Konservative Politikerinnen scheinen öfter Spitzenpositionen einzunehmen als progressive Politikerinnen. Symbolisch stehen sie dann für die Modernität des Konservativismus. Warum machen gerade konservative Politikerinnen, deren Karriere auf die Errungenschaften feministischer Bewegung fußen, kaum feministische Politik?

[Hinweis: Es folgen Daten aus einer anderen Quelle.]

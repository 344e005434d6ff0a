//! Canonical local solution bases.
//!
//! At an expansion point the solution space has a canonical basis indexed
//! by the indicial roots: Taylor solutions with unit derivative jets at an
//! ordinary point, Frobenius solutions `t^{α+n} lnᵏ(t)/k! · (1 + …)` at a
//! regular singular point. Roots differing by integers share an exponent
//! group; within a group the log structure is handled by running the
//! recurrence on vectors of log-column coefficients, on which θ acts as
//! `(α+n)·I + N` with `N` the column shift.
//!
//! The recurrence itself is exact (Gaussian rational polynomial data
//! evaluated at integers), so structural zeros at resonant offsets are
//! exact zeros and spurious logarithms cannot appear from rounding.
//! Coefficients are then materialised as complex balls at the working
//! precision, and truncation tails are certified by [`TailBound`].

use dashu::integer::IBig;
use dashu::rational::RBig;
use smallvec::SmallVec;
use rustc_hash::FxHashMap;

use prolatio_ball::round::{up_add, up_div, up_mul, up_pow};
use prolatio_ball::ComplexBall;

use crate::bounds::{BoundFailure, RecAbs, TailBound};
use crate::coeffs::QiNum;
use crate::error::EvalError;
use crate::operator::{rational_roots, DiffOp, PointKind, ThetaForm};

/// Coefficient vector over log columns; almost always a single column.
pub type LogVec = SmallVec<[ComplexBall; 2]>;

/// Hard ceiling on the number of computed series terms per element.
const MAX_TERMS: usize = 1 << 14;

/// A coset of indicial roots modulo ℤ.
#[derive(Clone, Debug)]
pub struct ExponentGroup {
    /// The smallest exponent of the group.
    pub alpha: QiNum,
    /// `(offset, multiplicity)` pairs, sorted by increasing offset;
    /// `alpha + offset` runs over the group's roots.
    pub offsets: Vec<(usize, usize)>,
    /// Total log depth `K`: the sum of the multiplicities.
    pub depth: usize,
}

/// Position of a basis element in the canonical layout.
#[derive(Clone, Copy, Debug)]
pub struct ElementSlot {
    /// Index into the group list.
    pub group: usize,
    /// Root offset the element is seeded at.
    pub offset: usize,
    /// Log column the seed occupies.
    pub level: usize,
}

/// Why a jet evaluation failed.
#[derive(Clone, Copy, PartialEq, Eq, Debug)]
pub enum JetFailure {
    /// The step is too long for any certified rate; subdivide.
    StepTooLong,
    /// The working precision does not support the computation; escalate.
    Precision,
}

/// The canonical local basis structure at one expansion point.
#[derive(Clone, Debug)]
pub struct LocalBasis {
    center: QiNum,
    kind: PointKind,
    tf: ThetaForm,
    roots: Vec<(QiNum, usize)>,
    groups: Vec<ExponentGroup>,
    layout: Vec<ElementSlot>,
}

Selbst die konservativsten Parteien haben bemerkt, dass es mittlerweile auch Frauen in Spitzenpositionen braucht. Eine Partei ist kein besonders progressiver Apparat und vor allem in der Frauenpolitik mahlen die Mühlen langsam. Vor dem Gesetz sind Männer und Frauen gleichberechtigt, damit sehen viele die Rahmenbedingungen für Chancengleichheit bereits durchgesetzt. Frauenpolitik ist ein politischer Nebenschauplatz, der noch dazu stark polarisiert. Wer sich progressiv frauenpolitisch äußert, wird schnell als zu links abgestempelt. Mit feministischer Politik kann man wenig gewinnen, aber viel verlieren.
Mehr als die Hälfte der Bevölkerung sind von Frauenpolitik direkt betroffen. Dennoch gilt Frauenpolitik als Nischenthema. Was können wir dagegen tun?
Frauenpolitische Forderungen wiederholen sich seit Jahrzehnten, einige große Brocken sind unerledigt. Hier macht sich auf politischer und medialer Seite eine gewisse Resignation breit. Dass in Politik und Medien überwiegend Randthemen wie Binnen-I oder die Burkadebatte Aufmerksamkeit generieren, ist ein weiteres Problem. Viele Frauen fühlen sich von dieser Politik nicht entsprechend vertreten. Es muss gelingen, frauenpolitische Inhalte so zu gestalten, dass Frauen wieder in ihren Lebenswelten abgeholt werden, dabei darf die sozialpolitische Komponente nicht vergessen werden. Derzeit erleben feministische Bewegungen weltweit ein Revival, das ist eine Chance, die genützt werden sollte.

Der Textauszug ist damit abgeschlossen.